EXERCISE GOAL —
Among the lines of the records, please find those that contain the word "VoicingData" and copy them.

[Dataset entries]
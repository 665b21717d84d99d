pub mod activator;
pub mod disambiguate;
pub mod fretboard;
pub mod positions;
pub mod result;

use bevy::log::{debug, warn};
use bevy::prelude::{Message, Resource};

use crate::theory::{Direction, NavigationContext, PositionName, StringRange};
use crate::voicing::VoicingData;

pub use activator::activate;
pub use disambiguate::{disambiguate, DisambiguationConfig};
pub use fretboard::{FretCell, FretGrid, FretboardElements};
pub use positions::{next_position, resolve_positions};
pub use result::{ActivationResult, ActiveNote, Diagnostic};

/// Sent after every apply so labels, audio or keyboard helpers can follow
/// the fretboard without the engine knowing about them.
#[derive(Message, Debug, Clone, PartialEq)]
pub struct PositionApplied {
    pub range: Option<StringRange>,
    pub position: Option<PositionName>,
    pub result: ActivationResult,
}

/// Owns the injected voicing data and the current selection.
///
/// All element writes go through [`VoicingEngine::apply`], which resets the
/// fretboard, lights the selected voicing and thins duplicates in one call.
#[derive(Resource, Debug, Clone)]
pub struct VoicingEngine {
    data: VoicingData,
    config: DisambiguationConfig,
    range: Option<StringRange>,
    position: Option<PositionName>,
    chord_root: String,
    context: NavigationContext,
    pending: Vec<Diagnostic>,
}

impl VoicingEngine {
    pub fn new(data: VoicingData, config: DisambiguationConfig) -> Self {
        let mut engine = Self {
            data: VoicingData::default(),
            config,
            range: None,
            position: None,
            chord_root: String::new(),
            context: NavigationContext::default(),
            pending: Vec::new(),
        };
        engine.load(data);
        engine
    }

    /// Swaps in a new payload and selects its first range and position.
    pub fn load(&mut self, data: VoicingData) {
        self.chord_root = data.chord.root.clone();
        self.data = data;
        self.range = self.data.table.ranges().next().copied();
        self.position = self
            .range
            .and_then(|range| self.positions_on(&range).first().copied());
        self.pending.clear();
    }

    pub fn data(&self) -> &VoicingData {
        &self.data
    }

    pub fn range(&self) -> Option<StringRange> {
        self.range
    }

    pub fn position(&self) -> Option<PositionName> {
        self.position
    }

    pub fn chord_root(&self) -> &str {
        &self.chord_root
    }

    pub fn context(&self) -> NavigationContext {
        self.context
    }

    /// Navigable positions of the current range.
    pub fn positions(&self) -> Vec<PositionName> {
        self.range
            .map(|range| self.positions_on(&range))
            .unwrap_or_default()
    }

    fn positions_on(&self, range: &StringRange) -> Vec<PositionName> {
        resolve_positions(&self.data.table, range, &self.data.chord.chord_type)
    }

    pub fn position_changed(&mut self, direction: Direction) {
        let positions = self.positions();
        let Some(&first) = positions.first() else {
            return;
        };

        let current = match self.position {
            Some(position) if positions.contains(&position) => position,
            Some(position) => {
                self.pending
                    .push(Diagnostic::InvalidPosition { requested: position });
                first
            }
            None => first,
        };
        self.position = next_position(current, &positions, direction);
    }

    /// Direct pick from the position selector.
    pub fn position_selected(&mut self, position: PositionName) {
        self.position = Some(position);
    }

    pub fn range_changed(&mut self, range: StringRange) {
        self.range = Some(range);
        let positions = self.positions_on(&range);
        if !positions.is_empty() && !self.position.is_some_and(|p| positions.contains(&p)) {
            self.position = positions.first().copied();
        }
    }

    pub fn root_changed(&mut self, root: impl Into<String>) {
        self.chord_root = root.into();
    }

    pub fn set_context(&mut self, context: NavigationContext) {
        self.context = context;
    }

    /// Resets every element, lights the selected voicing, then switches off
    /// the duplicates the disambiguation pass rejects.
    pub fn apply<E: FretboardElements>(&mut self, elements: &mut E) -> PositionApplied {
        elements.clear_all();

        let mut diagnostics = std::mem::take(&mut self.pending);
        let Some((range, position)) = self.resolve_selection(&mut diagnostics) else {
            debug!("Nothing to apply, fretboard left empty");
            return PositionApplied {
                range: self.range,
                position: self.position,
                result: ActivationResult {
                    diagnostics,
                    ..ActivationResult::default()
                },
            };
        };

        let Some(voicing) = self.data.table.voicing(&range, position) else {
            return PositionApplied {
                range: Some(range),
                position: Some(position),
                result: ActivationResult {
                    diagnostics,
                    ..ActivationResult::default()
                },
            };
        };

        let root_pitch = self.data.root_table.get(&self.chord_root);
        let activation = activator::activate_notes(voicing, root_pitch, elements);
        let off = disambiguate(&activation.notes, &range, self.context, &self.config);

        for &i in &off {
            elements.set_active(activation.handles[i], false);
        }

        let mut root = activation.root;
        if let Some(current) = root.filter(|r| off.contains(r)) {
            let pitch = &activation.notes[current].pitch;
            let survivors = || (0..activation.notes.len()).filter(|i| !off.contains(i));
            root = survivors()
                .find(|&i| activation.notes[i].pitch == *pitch)
                .or_else(|| survivors().next());
            if let Some(moved) = root {
                elements.set_root(activation.handles[moved], true);
            }
        }

        diagnostics.extend(activation.diagnostics);
        for diagnostic in &diagnostics {
            debug!("{range} / {position}: {diagnostic}");
        }

        let mut activated = Vec::with_capacity(activation.notes.len() - off.len());
        let mut suppressed = Vec::with_capacity(off.len());
        for (i, note) in activation.notes.iter().enumerate() {
            if off.contains(&i) {
                suppressed.push(note.clone());
            } else {
                activated.push(note.clone());
            }
        }

        PositionApplied {
            range: Some(range),
            position: Some(position),
            result: ActivationResult {
                activated,
                root_element: root.map(|i| activation.notes[i].clone()),
                skipped_pairs: activation.skipped,
                suppressed,
                diagnostics,
            },
        }
    }

    /// Current range and position, falling back to the first available ones.
    fn resolve_selection(
        &mut self,
        diagnostics: &mut Vec<Diagnostic>,
    ) -> Option<(StringRange, PositionName)> {
        let range = match self.range {
            Some(range) if self.data.table.contains_range(&range) => range,
            requested => {
                let fallback = self.data.table.ranges().next().copied();
                if let Some(requested) = requested {
                    warn!("Range `{requested}` has no voicings, falling back to {fallback:?}");
                    diagnostics.push(Diagnostic::RangeMissing {
                        requested,
                        fallback,
                    });
                }
                self.range = fallback;
                fallback?
            }
        };

        let positions = self.positions_on(&range);
        let position = match self.position {
            Some(position) if positions.contains(&position) => position,
            requested => {
                let fallback = positions.first().copied();
                if let Some(requested) = requested {
                    warn!("{requested} is missing under `{range}`, falling back to {fallback:?}");
                    diagnostics.push(Diagnostic::PositionMissing {
                        range,
                        requested,
                        fallback,
                    });
                }
                self.position = fallback;
                fallback?
            }
        };

        Some((range, position))
    }
}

ANSWER TO THE PROBLEM —
use crate::voicing::VoicingData;
    data: VoicingData,
    pub fn new(data: VoicingData, config: DisambiguationConfig) -> Self {
            data: VoicingData::default(),
    pub fn load(&mut self, data: VoicingData) {
    pub fn data(&self) -> &VoicingData {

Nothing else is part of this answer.